Quadro de Batista da Costa, Museu da República.



A Revolta da Armada.
Museu Histórico Nacional.

A REVOLTA DA ARMADA

A perspectiva da sucessão presidencial se associou à revolução federalista para agitar novamente as forças armadas. A Marinha vivia em constante estado de insatisfação. Após a queda de Deodoro, o Contra-Almirante Custódio José de Mello pretendia suceder Floriano Peixoto. As divergências quanto ao tratamento dado à revolução federalista levaram-no a renunciar ao ministério. O clube Naval, por sua vez, elegeu como seu presidente o almirante e senador Eduardo Wandelkolk, ferrenho opositor de Floriano.

Wandelkolk tentou atacar, sem sucesso, o porto do Rio Grande, em auxílio aos federalistas em julho de 1893. Foi aprisionado e levado à Fortaleza Santa Cruz.

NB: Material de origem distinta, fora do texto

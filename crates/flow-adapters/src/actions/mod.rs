pub mod notify;
pub mod readiness;
pub mod shell;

A Marinha viu o ato como uma ofensa à corporação, mobilizando os seus oficiais para a revolta. Receberam o apoio de monarquistas, deodoristas, federalistas e das oposições em alguns estados. O veto à lei declarando inelegível o vice-presidente do quatriênio anterior confirmou as suspeitas de continuísmo. No dia 6 de setembro de 1893, o almirante Custódio José de Mello içou a bandeira branca da revolta no encouraçado Aquidabá, prometendo restaurar o império da constituição. Os revoltosos dominaram o porto e, no dia 13, começou o bombardeio da cidade do Rio de Janeiro.

O governo, contando com o Exército, com São Paulo e com a adesão popular, logo se organizou para a reação. O manifesto de tendência ajudou a mobilizar civis e militares. Os revoltosos abriram novas frentes de luta no sul do país, tomando o porto de Desterro, atual Florianópolis. A contra-ofensiva do governo foi violenta, incluindo decretação de estado de sítio, censura da imprensa, prisão de suspeitos e formação de uma nova esquadra.

Os rebeldes não conseguiram apoio em outras unidades da federação e sofreram derrotas. Impossibilitados de sair para o alto mar, e vendo negadas suas propostas de acordo, Saldanha da Gama e 525 companheiros se asilaram em navios portugueses. Daí foram para a Argentina e Uruguai, onde se reuniram como os federalistas e tramaram nova invasão. No Paraná e em Santa Catarina, Moreira César promovia perseguições e vinganças que terminaram em fuzilamentos e assassinatos. Em junho de 1895, Saldanha da Gama morreu na guerra do Rio Grande do Sul.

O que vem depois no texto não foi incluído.